Voice and data are transmitted digitally in wireless communications due to noise immunity, reliability, compactness of equipment, and the ability to implement sophisticated signal processing functions using digital techniques. One form of digital transmission is accomplished using digital speech processing systems. Waveforms representing analog speech signals are sampled and then digitally encoded. The number of bits of the encoded signal can be expressed as a bit rate that specifies the number of bits to describe one second of speech. Over the years, significant variations and enhancements have been applied to waveform matching techniques in an effort to improve the quality of the synthesized speech and increase the speech compression.
A reduction in the quality of the synthesized (or reconstructed) speech may occur with respect to the original speech. This divergence in the quality of the synthesized speech is due in part to the failure to closely replicate perceptual aspects of the original speech with the bits of data available to describe the signal. Poor replication of the perceptual aspects could result in noise, loss of clarity, and the failure to capture recognizable characteristics such as tone, pitch and magnitude. These characteristics allow a listener to recognize who the speaker is, as well as providing other perception based features, such as, intelligibility and naturalness of the speech.
Accordingly, there is a need for systems of speech coding that are capable of minimizing the bandwidth of original speech, while providing synthesized speech that closely resembles the original speech and captures the perceptually important features of the speech.
In many communication systems, an original speech signal is digitized to create a digital speech signal. The digital speech signal may pass through long-term and short-term filters to create a digital excitation signal. The digital excitation signal represents an ideal excitation signal in the form of pulses. The pulses are defined at positions and the positions are divided among tracks to reduce bandwidth. The pulses are encoded at an encoder. The encoded information is sent via a communication link to a decoder to be decoded. The decoded signals represent synthesized speech that is an approximation the original speech signal. Embodiments disclosed include systems for dynamically coding pulses that represent an excitation signal.
A track or set of tracks that define possible pulse positions are determined based on available information sent to a decoder. The available information is used to determine a track that is likely to define pulse positions at or near pulse signals with high energy, i.e., pulse signals that are likely to contain information that is important for speech processing purposes.
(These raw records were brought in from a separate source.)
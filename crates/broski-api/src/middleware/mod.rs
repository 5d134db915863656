//! # Middleware Modules
//!
//! Tower middleware layers for the API service.

pub mod metrics;
pub mod trial_gate;
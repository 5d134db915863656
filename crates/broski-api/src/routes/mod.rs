//! # API Route Modules
//!
//! - `users`: registration, profile, daily challenge, trial quota,
//!   entitlement sync and per-tier usage limits under `/api/user`.

pub mod users;
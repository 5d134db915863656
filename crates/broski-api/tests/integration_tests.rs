//! # Integration Tests for broski-api
//!
//! Drives the router end to end over the in-memory store with a fixed
//! clock: registration, challenge rotation and completion, the trial quota
//! (endpoint and gate middleware), entitlement sync, usage limits, user
//! listing and deletion, probes, and the OpenAPI document.

use std::sync::Arc;

use async_trait::async_trait;
use axum::body::Body;
use axum::extract::Request;
use axum::http::StatusCode;
use axum::middleware::{from_fn, Next};
use axum::response::Response;
use axum::routing::post;
use axum::{Extension, Router};
use chrono::{DateTime, TimeDelta, TimeZone, Utc};
use http_body_util::BodyExt;
use serde_json::{json, Value};
use tower::ServiceExt;

use broski_api::middleware::trial_gate::{gated, AuthenticatedUser, TrialInfo};
use broski_api::state::{AppConfig, AppState};
use broski_core::UserId;
use broski_engagement::{
    ChallengeCatalog, EngagementState, FixedClock, InMemoryUserStore, StoreError, Transition,
    UserStore,
};

fn start() -> DateTime<Utc> {
    Utc.with_ymd_and_hms(2026, 4, 1, 9, 0, 0).unwrap()
}

/// Helper: state over the in-memory store and a controllable clock.
fn test_state(config: AppConfig) -> (AppState, Arc<FixedClock>) {
    let clock = Arc::new(FixedClock::new(start()));
    let state = AppState::with_store(
        config,
        Arc::new(InMemoryUserStore::new()),
        clock.clone(),
        Arc::new(ChallengeCatalog::builtin()),
    );
    (state, clock)
}

/// Helper: build the test app and hand back its clock.
fn test_app() -> (Router, Arc<FixedClock>) {
    let (state, clock) = test_state(AppConfig::default());
    (broski_api::app(state), clock)
}

/// Helper: read response body as string.
async fn body_string(response: Response) -> String {
    let bytes = response.into_body().collect().await.unwrap().to_bytes();
    String::from_utf8(bytes.to_vec()).unwrap()
}

/// Helper: read response body as JSON.
async fn body_json(response: Response) -> Value {
    serde_json::from_str(&body_string(response).await).unwrap()
}

fn get(uri: &str) -> Request {
    axum::http::Request::builder().uri(uri).body(Body::empty()).unwrap()
}

fn send_json(method: &str, uri: &str, body: Value) -> Request {
    axum::http::Request::builder()
        .method(method)
        .uri(uri)
        .header("content-type", "application/json")
        .body(Body::from(body.to_string()))
        .unwrap()
}

fn post_empty(uri: &str) -> Request {
    axum::http::Request::builder()
        .method("POST")
        .uri(uri)
        .body(Body::empty())
        .unwrap()
}

/// Helper: register a user and return its id.
async fn register(app: &Router) -> UserId {
    let id = UserId::new();
    let response = app
        .clone()
        .oneshot(send_json("POST", "/api/user", json!({ "user_id": id.0 })))
        .await
        .unwrap();
    assert_eq!(response.status(), StatusCode::CREATED);
    id
}

async fn start_trial(app: &Router, id: UserId) {
    let response = app
        .clone()
        .oneshot(send_json(
            "PUT",
            &format!("/api/user/{}/entitlement", id.0),
            json!({
                "is_active": true,
                "product_identifier": "broski_pro_weekly",
                "period_type": "TRIAL",
            }),
        ))
        .await
        .unwrap();
    assert_eq!(response.status(), StatusCode::OK);
}
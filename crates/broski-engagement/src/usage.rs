//! Per-tier daily analysis limits.
//!
//! Stateless: the caller supplies the current count. Nothing is persisted.

use serde::{Deserialize, Serialize};

use crate::subscription::SubscriptionTier;

/// Daily analysis allowance for a tier.
pub fn daily_limit(tier: SubscriptionTier) -> u32 {
    match tier {
        SubscriptionTier::Free => 2,
        SubscriptionTier::Pro => 50,
        SubscriptionTier::Elite => 1000,
    }
}

/// Result of a usage check or increment.
#[derive(Debug, Clone, Copy, PartialEq, Eq, Serialize, Deserialize)]
pub struct UsageCheck {
    /// Whether another analysis may run.
    pub can_use: bool,
    /// Analyses counted so far today.
    pub current_usage: u32,
    /// Daily allowance for the tier.
    pub limit: u32,
    /// Analyses left today.
    pub remaining: u32,
}

impl UsageCheck {
    /// Evaluate `count` against the tier's allowance.
    pub fn evaluate(tier: SubscriptionTier, count: u32) -> Self {
        let limit = daily_limit(tier);
        Self {
            can_use: count < limit,
            current_usage: count,
            limit,
            remaining: limit.saturating_sub(count),
        }
    }

    /// Evaluate the count after one more analysis.
    pub fn after_increment(tier: SubscriptionTier, count: u32) -> Self {
        Self::evaluate(tier, count.saturating_add(1))
    }
}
As an alternative, at least one first track may include fixed pulse positions, and the remaining tracks may include pulse positions that can change according to the position of a coded pulse in the first track. Another alternative may include dynamically arranging all tracks according to pulse positions that are arranged according to a reference position that is likely to produce a high-energy pulse signal. The reference position can be found from a past excitation signal.
Other systems, methods, features and advantages of the invention will be or will become apparent to one with skill in the art upon examination of the following figures and detailed description. It is intended that all such additional systems, methods, features and advantages be included within this description, be within the scope of the invention, and be protected by the accompanying claims.
The components in the figures are not necessarily to scale, emphasis instead being placed upon illustrating the principles of the invention. Moreover, in the figures, like reference numerals designate corresponding parts throughout the different views.
A system is provided that utilizes dynamic pulse track positions to enhance coded data that, when decoded, produces a synthesized speech signal that resembles an original speech sample. The system typically is used to enhance speech signals transmitted via a wireless communications network. Mobile cellular standards, such as the Adaptive Multi-Rate (AMR) and Selectable Mode Vocoder (SMV) standards, define digital transmission in wireless communication systems. An SMV system is utilized to describe the invention, however, those skilled in the art will appreciate that other systems could be used with the invention, such as AMR. Operation of the SMV system is described in commonly assigned U.S. Patent App., “SYSTEM OF ENCODING AND DECODING SPEECH SIGNALS,” by Yang Gao, Adil Beyassine, Jes Thyssen, Eyal Shlomot and Huan-Yu Su, previously incorporated by reference.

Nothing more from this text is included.